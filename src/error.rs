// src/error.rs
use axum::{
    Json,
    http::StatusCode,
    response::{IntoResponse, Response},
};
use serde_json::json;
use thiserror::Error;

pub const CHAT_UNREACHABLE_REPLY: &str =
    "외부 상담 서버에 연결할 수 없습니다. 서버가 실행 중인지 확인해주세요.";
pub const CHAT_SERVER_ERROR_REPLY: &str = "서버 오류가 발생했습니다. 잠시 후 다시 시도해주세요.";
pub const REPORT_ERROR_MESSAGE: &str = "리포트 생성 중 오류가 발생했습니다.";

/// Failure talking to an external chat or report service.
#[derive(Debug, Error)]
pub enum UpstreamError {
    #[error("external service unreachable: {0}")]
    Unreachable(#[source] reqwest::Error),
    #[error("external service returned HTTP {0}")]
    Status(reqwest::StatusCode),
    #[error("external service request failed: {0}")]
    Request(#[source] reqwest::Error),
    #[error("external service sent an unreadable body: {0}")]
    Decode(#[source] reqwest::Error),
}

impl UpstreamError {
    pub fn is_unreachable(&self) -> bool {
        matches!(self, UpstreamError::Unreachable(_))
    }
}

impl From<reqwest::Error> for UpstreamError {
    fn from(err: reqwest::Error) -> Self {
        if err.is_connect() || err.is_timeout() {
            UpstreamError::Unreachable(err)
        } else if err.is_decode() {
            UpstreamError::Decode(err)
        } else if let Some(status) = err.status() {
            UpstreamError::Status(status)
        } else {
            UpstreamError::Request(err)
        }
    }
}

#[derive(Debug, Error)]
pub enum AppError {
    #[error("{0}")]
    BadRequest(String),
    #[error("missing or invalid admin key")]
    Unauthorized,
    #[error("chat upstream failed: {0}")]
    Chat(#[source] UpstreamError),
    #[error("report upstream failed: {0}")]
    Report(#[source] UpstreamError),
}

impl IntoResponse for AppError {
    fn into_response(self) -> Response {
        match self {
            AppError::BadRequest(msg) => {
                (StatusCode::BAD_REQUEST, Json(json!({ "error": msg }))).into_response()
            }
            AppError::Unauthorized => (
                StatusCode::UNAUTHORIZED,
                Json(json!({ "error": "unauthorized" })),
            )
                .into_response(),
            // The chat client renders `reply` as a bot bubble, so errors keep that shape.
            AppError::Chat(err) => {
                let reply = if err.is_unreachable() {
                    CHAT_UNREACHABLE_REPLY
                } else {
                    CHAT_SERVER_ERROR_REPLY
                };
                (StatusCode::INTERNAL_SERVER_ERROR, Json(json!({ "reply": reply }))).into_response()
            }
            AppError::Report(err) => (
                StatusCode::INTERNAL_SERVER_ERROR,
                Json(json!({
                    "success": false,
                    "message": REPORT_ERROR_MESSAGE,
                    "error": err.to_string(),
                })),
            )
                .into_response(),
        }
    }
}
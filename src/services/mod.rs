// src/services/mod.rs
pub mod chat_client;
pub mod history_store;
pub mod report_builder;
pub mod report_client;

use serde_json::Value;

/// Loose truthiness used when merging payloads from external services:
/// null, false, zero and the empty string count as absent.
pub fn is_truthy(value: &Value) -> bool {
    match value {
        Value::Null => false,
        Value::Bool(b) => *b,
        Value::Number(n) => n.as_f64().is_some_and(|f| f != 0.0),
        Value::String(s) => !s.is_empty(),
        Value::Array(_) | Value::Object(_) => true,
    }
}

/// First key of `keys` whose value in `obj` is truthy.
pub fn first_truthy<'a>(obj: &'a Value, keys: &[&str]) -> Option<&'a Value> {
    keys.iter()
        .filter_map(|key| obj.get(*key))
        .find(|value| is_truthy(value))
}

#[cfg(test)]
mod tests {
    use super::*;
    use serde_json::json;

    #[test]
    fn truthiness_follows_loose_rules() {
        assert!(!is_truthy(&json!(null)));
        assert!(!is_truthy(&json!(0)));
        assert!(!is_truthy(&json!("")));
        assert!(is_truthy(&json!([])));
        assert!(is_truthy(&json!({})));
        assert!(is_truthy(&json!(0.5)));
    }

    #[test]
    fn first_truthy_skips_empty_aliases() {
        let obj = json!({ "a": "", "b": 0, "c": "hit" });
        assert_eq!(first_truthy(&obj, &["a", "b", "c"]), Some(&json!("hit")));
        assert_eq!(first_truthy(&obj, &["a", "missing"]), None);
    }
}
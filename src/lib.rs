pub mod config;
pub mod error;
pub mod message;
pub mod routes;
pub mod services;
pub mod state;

---*---

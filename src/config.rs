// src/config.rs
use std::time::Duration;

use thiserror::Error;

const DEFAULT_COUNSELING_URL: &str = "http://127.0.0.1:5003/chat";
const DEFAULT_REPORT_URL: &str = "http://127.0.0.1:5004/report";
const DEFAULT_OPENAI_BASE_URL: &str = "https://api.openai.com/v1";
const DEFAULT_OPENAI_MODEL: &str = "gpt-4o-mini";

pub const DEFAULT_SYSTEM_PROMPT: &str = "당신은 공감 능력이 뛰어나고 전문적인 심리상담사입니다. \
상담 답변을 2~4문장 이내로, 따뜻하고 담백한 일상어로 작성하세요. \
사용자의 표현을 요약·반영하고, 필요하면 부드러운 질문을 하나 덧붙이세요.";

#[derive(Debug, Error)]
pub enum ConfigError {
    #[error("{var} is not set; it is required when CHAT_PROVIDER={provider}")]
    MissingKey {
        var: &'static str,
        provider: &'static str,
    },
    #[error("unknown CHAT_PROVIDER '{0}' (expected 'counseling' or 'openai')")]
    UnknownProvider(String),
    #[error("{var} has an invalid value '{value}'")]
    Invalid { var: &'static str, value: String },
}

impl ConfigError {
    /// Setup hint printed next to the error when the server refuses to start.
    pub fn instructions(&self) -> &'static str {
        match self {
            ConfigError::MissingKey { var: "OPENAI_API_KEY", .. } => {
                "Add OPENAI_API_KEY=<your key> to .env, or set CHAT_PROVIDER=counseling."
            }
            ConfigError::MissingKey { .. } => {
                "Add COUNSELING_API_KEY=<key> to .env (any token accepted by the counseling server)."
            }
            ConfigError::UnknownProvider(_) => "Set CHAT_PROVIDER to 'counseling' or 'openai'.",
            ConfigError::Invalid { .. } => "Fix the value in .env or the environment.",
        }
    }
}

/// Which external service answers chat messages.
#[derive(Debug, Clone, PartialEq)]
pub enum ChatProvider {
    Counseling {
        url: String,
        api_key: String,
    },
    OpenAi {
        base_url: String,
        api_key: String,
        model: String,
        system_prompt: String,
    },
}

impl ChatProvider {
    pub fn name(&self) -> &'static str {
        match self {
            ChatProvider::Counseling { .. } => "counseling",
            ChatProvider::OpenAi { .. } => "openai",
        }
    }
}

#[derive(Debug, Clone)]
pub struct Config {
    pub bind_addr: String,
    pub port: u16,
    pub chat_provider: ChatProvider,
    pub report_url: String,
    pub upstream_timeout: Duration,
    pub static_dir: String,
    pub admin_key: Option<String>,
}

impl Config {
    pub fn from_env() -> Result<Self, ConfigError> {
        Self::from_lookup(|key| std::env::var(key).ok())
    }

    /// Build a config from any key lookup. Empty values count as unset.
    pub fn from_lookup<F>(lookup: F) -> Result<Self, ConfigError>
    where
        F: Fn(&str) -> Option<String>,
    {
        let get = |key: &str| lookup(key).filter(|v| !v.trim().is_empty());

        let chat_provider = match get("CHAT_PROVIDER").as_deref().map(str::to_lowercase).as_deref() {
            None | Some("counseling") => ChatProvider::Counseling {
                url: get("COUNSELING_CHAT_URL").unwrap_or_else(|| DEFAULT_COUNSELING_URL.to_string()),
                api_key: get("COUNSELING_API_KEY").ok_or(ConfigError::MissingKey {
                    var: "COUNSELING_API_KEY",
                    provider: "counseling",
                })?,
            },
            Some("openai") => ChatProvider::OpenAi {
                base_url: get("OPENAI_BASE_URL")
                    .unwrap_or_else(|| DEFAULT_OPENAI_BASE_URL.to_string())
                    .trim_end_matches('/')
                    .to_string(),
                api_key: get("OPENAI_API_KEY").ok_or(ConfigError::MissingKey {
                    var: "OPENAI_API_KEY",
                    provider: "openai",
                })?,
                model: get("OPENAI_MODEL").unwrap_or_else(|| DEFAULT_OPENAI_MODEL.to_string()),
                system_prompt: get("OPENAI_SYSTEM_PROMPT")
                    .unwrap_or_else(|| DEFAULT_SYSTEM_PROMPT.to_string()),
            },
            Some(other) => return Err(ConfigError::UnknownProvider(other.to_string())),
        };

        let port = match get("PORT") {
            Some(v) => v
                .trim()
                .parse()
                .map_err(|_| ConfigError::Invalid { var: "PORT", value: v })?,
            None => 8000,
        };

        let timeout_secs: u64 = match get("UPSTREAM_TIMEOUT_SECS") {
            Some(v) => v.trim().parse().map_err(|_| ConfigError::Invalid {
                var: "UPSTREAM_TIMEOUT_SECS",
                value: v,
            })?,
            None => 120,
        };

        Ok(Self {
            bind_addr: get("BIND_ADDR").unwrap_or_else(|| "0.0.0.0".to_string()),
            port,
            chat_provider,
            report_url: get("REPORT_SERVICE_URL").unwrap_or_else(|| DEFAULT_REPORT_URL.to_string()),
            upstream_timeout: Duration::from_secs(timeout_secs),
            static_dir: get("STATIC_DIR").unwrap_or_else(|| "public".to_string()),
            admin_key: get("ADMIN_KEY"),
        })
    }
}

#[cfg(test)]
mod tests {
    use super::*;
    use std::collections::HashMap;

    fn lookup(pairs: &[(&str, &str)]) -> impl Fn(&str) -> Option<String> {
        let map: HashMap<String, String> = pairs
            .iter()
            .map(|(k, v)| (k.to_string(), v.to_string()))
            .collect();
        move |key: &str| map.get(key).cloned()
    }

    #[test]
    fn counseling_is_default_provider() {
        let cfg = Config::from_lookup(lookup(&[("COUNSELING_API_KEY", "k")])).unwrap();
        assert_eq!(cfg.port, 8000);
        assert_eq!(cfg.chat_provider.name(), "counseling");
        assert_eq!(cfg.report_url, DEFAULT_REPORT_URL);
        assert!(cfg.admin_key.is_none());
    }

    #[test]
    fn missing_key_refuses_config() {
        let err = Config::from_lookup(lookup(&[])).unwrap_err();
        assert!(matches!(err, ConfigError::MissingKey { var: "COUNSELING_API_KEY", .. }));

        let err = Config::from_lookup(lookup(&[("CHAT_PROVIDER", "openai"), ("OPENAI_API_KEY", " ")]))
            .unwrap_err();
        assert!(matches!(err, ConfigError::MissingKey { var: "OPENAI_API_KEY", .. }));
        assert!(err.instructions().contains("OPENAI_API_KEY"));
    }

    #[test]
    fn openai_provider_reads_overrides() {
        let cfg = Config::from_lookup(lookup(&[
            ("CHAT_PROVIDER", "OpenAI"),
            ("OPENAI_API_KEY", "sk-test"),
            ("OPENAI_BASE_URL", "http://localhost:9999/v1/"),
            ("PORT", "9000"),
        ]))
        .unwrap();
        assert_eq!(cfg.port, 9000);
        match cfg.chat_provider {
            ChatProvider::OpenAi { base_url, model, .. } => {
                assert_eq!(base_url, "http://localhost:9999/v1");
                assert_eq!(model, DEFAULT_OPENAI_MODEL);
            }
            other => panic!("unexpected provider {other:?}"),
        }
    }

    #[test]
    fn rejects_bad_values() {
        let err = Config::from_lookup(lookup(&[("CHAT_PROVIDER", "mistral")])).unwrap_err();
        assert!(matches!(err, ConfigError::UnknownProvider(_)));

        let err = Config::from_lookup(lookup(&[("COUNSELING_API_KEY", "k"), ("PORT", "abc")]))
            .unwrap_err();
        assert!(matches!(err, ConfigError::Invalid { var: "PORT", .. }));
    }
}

---*---

**Your objective**
In the data above, retype exactly and only the lines between the one holding "pub const DEFAULT_SYSTEM_PROMPT: &str" and the one holding "OPENAI_API_KEY=<your key> to", inclusive.

**Exercise result**
pub const DEFAULT_SYSTEM_PROMPT: &str = "당신은 공감 능력이 뛰어나고 전문적인 심리상담사입니다. \
상담 답변을 2~4문장 이내로, 따뜻하고 담백한 일상어로 작성하세요. \
사용자의 표현을 요약·반영하고, 필요하면 부드러운 질문을 하나 덧붙이세요.";

#[derive(Debug, Error)]
pub enum ConfigError {
    #[error("{var} is not set; it is required when CHAT_PROVIDER={provider}")]
    MissingKey {
        var: &'static str,
        provider: &'static str,
    },
    #[error("unknown CHAT_PROVIDER '{0}' (expected 'counseling' or 'openai')")]
    UnknownProvider(String),
    #[error("{var} has an invalid value '{value}'")]
    Invalid { var: &'static str, value: String },
}

impl ConfigError {
    /// Setup hint printed next to the error when the server refuses to start.
    pub fn instructions(&self) -> &'static str {
        match self {
            ConfigError::MissingKey { var: "OPENAI_API_KEY", .. } => {
                "Add OPENAI_API_KEY=<your key> to .env, or set CHAT_PROVIDER=counseling."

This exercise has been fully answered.